[Collection entries]
#[cfg(all(test, unix))]
mod tests {
    use super::*;
    use crate::ReplaceError;
    use aura_fetch::ToolCommand;
    use aura_types::{Mode, RATE_LIMITED_MESSAGE, Timestamp, TrimRange};
    use futures::StreamExt;
    use std::path::{Path, PathBuf};
    use std::time::Duration;
    use tempfile::TempDir;

    struct Fixture {
        dir: TempDir,
    }

    impl Fixture {
        fn new() -> Self {
            let dir = TempDir::new().unwrap();
            std::fs::create_dir(dir.path().join("media")).unwrap();
            Self { dir }
        }

        fn media(&self) -> PathBuf {
            self.dir.path().join("media")
        }

        fn tool(&self, name: &str, body: &str) -> ToolCommand {
            let path = self.dir.path().join(format!("{name}.sh"));
            std::fs::write(&path, body).unwrap();
            ToolCommand::new("sh").with_leading_args([path.into_os_string()])
        }

        fn orchestrator(&self, downloader: &str, transcoder: &str) -> JobOrchestrator {
            JobOrchestrator::new(ToolConfig {
                downloader: self.tool("yt-dlp", downloader),
                transcoder: self.tool("ffmpeg", transcoder),
                ..ToolConfig::default()
            })
        }

        fn request(&self) -> DownloadRequest {
            DownloadRequest::new("https://example.com/watch?v=1", self.media()).unwrap()
        }
    }

    fn trim_range() -> Option<TrimRange> {
        Some(TrimRange::new(Timestamp::from_secs(5), Timestamp::from_secs(15)).unwrap())
    }

    async fn run_job(
        orchestrator: &JobOrchestrator,
        request: DownloadRequest,
    ) -> (Vec<JobEvent>, JobReport) {
        let record = JobRecord::new();
        let (sink, stream) = event_channel(record.id, 8);
        let collector = tokio::spawn(stream.collect::<Vec<_>>());
        let report = tokio::time::timeout(
            Duration::from_secs(20),
            orchestrator.run(request, record, sink),
        )
        .await
        .unwrap();
        (collector.await.unwrap(), report)
    }

    fn logs(events: &[JobEvent]) -> Vec<&str> {
        events
            .iter()
            .filter_map(|e| match e {
                JobEvent::LogLine(text) => Some(text.as_str()),
                _ => None,
            })
            .collect()
    }

    fn assert_single_terminal(events: &[JobEvent]) {
        assert_eq!(events.iter().filter(|e| e.is_terminal()).count(), 1);
        assert!(events.last().unwrap().is_terminal());
    }

    fn downloader_writing(media: &Path, name: &str) -> String {
        format!(
            "echo '[youtube] 1: Downloading webpage'\n\
             echo '[download] Destination: {media}/{name}'\n\
             printf '[download]  50.0%%\\r[download] 100.0%%\\n'\n\
             printf 'full content' > '{media}/{name}'\n",
            media = media.display()
        )
    }

    const TRANSCODER_OK: &str = "for a; do last=$a; done\n\
                                 echo 'frame=   10' >&2\n\
                                 printf 'frame=   20\\r' >&2\n\
                                 printf 'trimmed' > \"$last\"\n";

    const TRANSCODER_FAILS: &str = "for a; do last=$a; done\n\
                                    printf 'partial' > \"$last\"\n\
                                    echo 'Invalid data found when processing input' >&2\n\
                                    exit 1\n";

    #[tokio::test]
    async fn test_success_without_trim() {
        let fx = Fixture::new();
        let orchestrator = fx.orchestrator(&downloader_writing(&fx.media(), "clip.mp4"), "exit 9");
        let (events, report) = run_job(&orchestrator, fx.request()).await;

        assert_single_terminal(&events);
        assert_eq!(events.last(), Some(&JobEvent::StatusCompleted));
        let lines = logs(&events);
        assert_eq!(lines[0], "[youtube] 1: Downloading webpage");
        assert!(lines.contains(&"[download]  50.0%"));
        assert!(lines.contains(&"[download] 100.0%"));
        assert_eq!(report.record.state, JobState::Succeeded);
        assert_eq!(report.record.output_path, Some(fx.media().join("clip.mp4")));
        assert!(report.record.is_finished());
        assert!(report.outcome.is_success());
    }

    #[tokio::test]
    async fn test_downloader_failure() {
        let fx = Fixture::new();
        let orchestrator =
            fx.orchestrator("echo 'ERROR: Video unavailable' >&2\nexit 1\n", "exit 9");
        let (events, report) = run_job(&orchestrator, fx.request()).await;

        assert_single_terminal(&events);
        assert_eq!(logs(&events), vec!["ERROR: Video unavailable"]);
        assert_eq!(
            events.last(),
            Some(&JobEvent::StatusFailed("Download failed (exit code 1)".into()))
        );
        assert_eq!(report.record.state, JobState::Failed);
    }

    #[tokio::test]
    async fn test_rate_limit_terminates_downloader() {
        let fx = Fixture::new();
        let orchestrator = fx.orchestrator(
            "echo '[youtube] 1: Downloading webpage'\n\
             echo 'ERROR: unable to download webpage: HTTP Error 429: Too Many Requests' >&2\n\
             exec sleep 30\n",
            "exit 9",
        );
        let started = std::time::Instant::now();
        let (events, report) = run_job(&orchestrator, fx.request()).await;

        assert!(started.elapsed() < Duration::from_secs(15));
        assert_single_terminal(&events);
        assert_eq!(events.last(), Some(&JobEvent::RateLimited));
        assert!(!logs(&events).iter().any(|l| l.contains("429")));
        assert_eq!(report.record.state, JobState::RateLimited);
        assert_eq!(
            events.last().unwrap().to_wire(),
            aura_types::WireEvent::Error {
                error: RATE_LIMITED_MESSAGE.to_string()
            }
        );
    }

    #[tokio::test]
    async fn test_missing_downloader() {
        let fx = Fixture::new();
        let orchestrator = JobOrchestrator::new(ToolConfig {
            downloader: ToolCommand::new("/nonexistent/bin/yt-dlp"),
            ..ToolConfig::default()
        });
        let (events, report) = run_job(&orchestrator, fx.request()).await;

        assert_eq!(events.len(), 1);
        match &events[0] {
            JobEvent::StatusFailed(reason) => assert!(reason.contains("yt-dlp was not found")),
            other => panic!("unexpected event {other:?}"),
        }
        assert_eq!(report.record.state, JobState::Failed);
    }

    #[tokio::test]
    async fn test_destination_cannot_be_created() {
        let fx = Fixture::new();
        let blocker = fx.dir.path().join("file");
        std::fs::write(&blocker, "").unwrap();
        let orchestrator = fx.orchestrator("exit 0", "exit 0");
        let request = DownloadRequest::new("u", blocker.join("sub")).unwrap();
        let (events, _) = run_job(&orchestrator, request).await;

        assert_eq!(events.len(), 1);
        assert!(matches!(
            &events[0],
            JobEvent::StatusFailed(reason) if reason.starts_with("Failed to create download directory")
        ));
    }

    #[tokio::test]
    async fn test_trim_success_replaces_original() {
        let fx = Fixture::new();
        let orchestrator =
            fx.orchestrator(&downloader_writing(&fx.media(), "clip.mp4"), TRANSCODER_OK);
        let request = fx.request().with_trim(trim_range()).with_log_to_file(true);
        let (events, report) = run_job(&orchestrator, request).await;

        assert_single_terminal(&events);
        assert_eq!(events.last(), Some(&JobEvent::StatusCompleted));
        let lines = logs(&events);
        assert!(lines.contains(&"[ffmpeg] frame=   10"));
        assert!(lines.contains(&"[ffmpeg] frame=   20"));
        assert!(lines.iter().any(|l| l.starts_with("> [aura] Trimming clip.mp4 from 00:00:05 to 00:00:15")));
        assert_eq!(report.record.state, JobState::TrimSucceeded);

        let media = fx.media();
        assert_eq!(std::fs::read_to_string(media.join("clip.mp4")).unwrap(), "trimmed");
        assert!(!media.join("clip_trimmed.mp4").exists());
        assert!(!media.join("clip_original.mp4").exists());

        let log = std::fs::read_to_string(media.join(FileLog::FILE_NAME)).unwrap();
        assert!(log.contains("[download] Destination: "));
        assert!(log.contains("frame=   20\n"));
        assert!(!log.contains("[ffmpeg]"));
    }

    #[tokio::test]
    async fn test_trim_failure_keeps_original() {
        let fx = Fixture::new();
        let orchestrator =
            fx.orchestrator(&downloader_writing(&fx.media(), "clip.mp4"), TRANSCODER_FAILS);
        let request = fx.request().with_trim(trim_range());
        let (events, report) = run_job(&orchestrator, request).await;

        assert_single_terminal(&events);
        match events.last().unwrap() {
            JobEvent::StatusFailed(reason) => assert!(reason.contains("exit code 1")),
            other => panic!("unexpected event {other:?}"),
        }
        assert_eq!(report.record.state, JobState::TrimFailed);
        let media = fx.media();
        assert_eq!(std::fs::read_to_string(media.join("clip.mp4")).unwrap(), "full content");
        assert!(!media.join("clip_trimmed.mp4").exists());
    }

    #[tokio::test]
    async fn test_replace_failure_reports_error() {
        let fx = Fixture::new();
        // Writes the trimmed copy, then removes the input so the swap cannot start.
        let transcoder = "for a; do last=$a; done\n\
                          printf 'trimmed' > \"$last\"\n\
                          rm -f \"$5\"\n";
        let orchestrator =
            fx.orchestrator(&downloader_writing(&fx.media(), "clip.mp4"), transcoder);
        let request = fx.request().with_trim(trim_range());
        let (events, report) = run_job(&orchestrator, request).await;

        assert_single_terminal(&events);
        let media = fx.media();
        match events.last().unwrap() {
            JobEvent::StatusFailed(reason) => {
                assert!(reason.starts_with("Could not move"));
                assert!(reason.contains("clip_trimmed.mp4"));
            }
            other => panic!("unexpected event {other:?}"),
        }
        assert!(!logs(&events).contains(&"> [aura] Ready!"));
        assert_eq!(report.record.state, JobState::TrimFailed);
        assert!(matches!(
            report.outcome,
            JobOutcome::Failed(JobError::Replace(ReplaceError::Backup { .. }))
        ));
        assert_eq!(
            std::fs::read_to_string(media.join("clip_trimmed.mp4")).unwrap(),
            "trimmed"
        );
    }

    #[tokio::test]
    async fn test_trim_skipped_without_output_path() {
        let fx = Fixture::new();
        let orchestrator = fx.orchestrator("echo '[youtube] nothing to report'\n", TRANSCODER_OK);
        let request = fx.request().with_trim(trim_range());
        let (events, report) = run_job(&orchestrator, request).await;

        assert_single_terminal(&events);
        assert_eq!(events.last(), Some(&JobEvent::StatusCompleted));
        assert!(logs(&events).contains(&TRIM_SKIPPED_WARNING));
        assert!(matches!(report.outcome, JobOutcome::PartialSuccess { .. }));
        assert_eq!(report.record.state, JobState::Succeeded);
    }

    #[tokio::test]
    async fn test_merge_line_selects_trim_source() {
        let fx = Fixture::new();
        let media = fx.media();
        let downloader = format!(
            "echo '[download] Destination: {m}/v.f137.mp4'\n\
             echo '[download] Destination: {m}/v.f140.m4a'\n\
             echo '[Merger] Merging formats into \"{m}/v.mp4\"'\n\
             printf 'merged' > '{m}/v.mp4'\n",
            m = media.display()
        );
        let transcoder = "echo \"input:$5\"\nfor a; do last=$a; done\nprintf 'trimmed' > \"$last\"\n";
        let orchestrator = fx.orchestrator(&downloader, transcoder);
        let request = fx.request().with_trim(trim_range());
        let (events, report) = run_job(&orchestrator, request).await;

        assert_eq!(report.record.output_path, Some(media.join("v.mp4")));
        let expected = format!("[ffmpeg] input:{}", media.join("v.mp4").display());
        assert!(logs(&events).contains(&expected.as_str()));
        assert_eq!(std::fs::read_to_string(media.join("v.mp4")).unwrap(), "trimmed");
    }

    #[tokio::test]
    async fn test_audio_trim_uses_audio_profile() {
        let fx = Fixture::new();
        let transcoder = "echo \"$*\"\nfor a; do last=$a; done\nprintf 'trimmed' > \"$last\"\n";
        let downloader = format!(
            "echo '[ExtractAudio] Destination: {}/song.mp3'\nprintf x > '{}/song.mp3'\n",
            fx.media().display(),
            fx.media().display()
        );
        let orchestrator = fx.orchestrator(&downloader, transcoder);
        let request = fx.request().with_mode(Mode::Audio).with_trim(trim_range());
        let (events, _) = run_job(&orchestrator, request).await;

        let args_line = logs(&events)
            .into_iter()
            .find(|l| l.contains("-hide_banner"))
            .unwrap()
            .to_string();
        assert!(args_line.contains("-c:a libmp3lame"));
        assert!(!args_line.contains("libx264"));
        assert_eq!(events.last(), Some(&JobEvent::StatusCompleted));
    }

    #[tokio::test]
    async fn test_job_continues_after_consumer_disconnects() {
        let fx = Fixture::new();
        let orchestrator =
            fx.orchestrator(&downloader_writing(&fx.media(), "clip.mp4"), TRANSCODER_OK);
        let record = JobRecord::new();
        let (sink, stream) = event_channel(record.id, 1);
        drop(stream);

        let request = fx.request().with_trim(trim_range());
        let report = orchestrator.run(request, record, sink).await;
        assert_eq!(report.record.state, JobState::TrimSucceeded);
        assert_eq!(
            std::fs::read_to_string(fx.media().join("clip.mp4")).unwrap(),
            "trimmed"
        );
    }

    #[tokio::test]
    async fn test_start_streams_events() {
        let fx = Fixture::new();
        let orchestrator = fx.orchestrator("echo hello\n", "exit 0");
        let events: Vec<_> = orchestrator.start(fx.request()).collect().await;
        assert_eq!(events, vec![JobEvent::log("hello"), JobEvent::StatusCompleted]);
    }
}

→ **ABOUT THIS TASK**
Give again, exactly as written, the lines running from the first line of the data above through the line that contains "fn trim_range() ->".

→ **OUTPUT**
#[cfg(all(test, unix))]
mod tests {
    use super::*;
    use crate::ReplaceError;
    use aura_fetch::ToolCommand;
    use aura_types::{Mode, RATE_LIMITED_MESSAGE, Timestamp, TrimRange};
    use futures::StreamExt;
    use std::path::{Path, PathBuf};
    use std::time::Duration;
    use tempfile::TempDir;

    struct Fixture {
        dir: TempDir,
    }

    impl Fixture {
        fn new() -> Self {
            let dir = TempDir::new().unwrap();
            std::fs::create_dir(dir.path().join("media")).unwrap();
            Self { dir }
        }

        fn media(&self) -> PathBuf {
            self.dir.path().join("media")
        }

        fn tool(&self, name: &str, body: &str) -> ToolCommand {
            let path = self.dir.path().join(format!("{name}.sh"));
            std::fs::write(&path, body).unwrap();
            ToolCommand::new("sh").with_leading_args([path.into_os_string()])
        }

        fn orchestrator(&self, downloader: &str, transcoder: &str) -> JobOrchestrator {
            JobOrchestrator::new(ToolConfig {
                downloader: self.tool("yt-dlp", downloader),
                transcoder: self.tool("ffmpeg", transcoder),
                ..ToolConfig::default()
            })
        }

        fn request(&self) -> DownloadRequest {
            DownloadRequest::new("https://example.com/watch?v=1", self.media()).unwrap()
        }
    }

    fn trim_range() -> Option<TrimRange> {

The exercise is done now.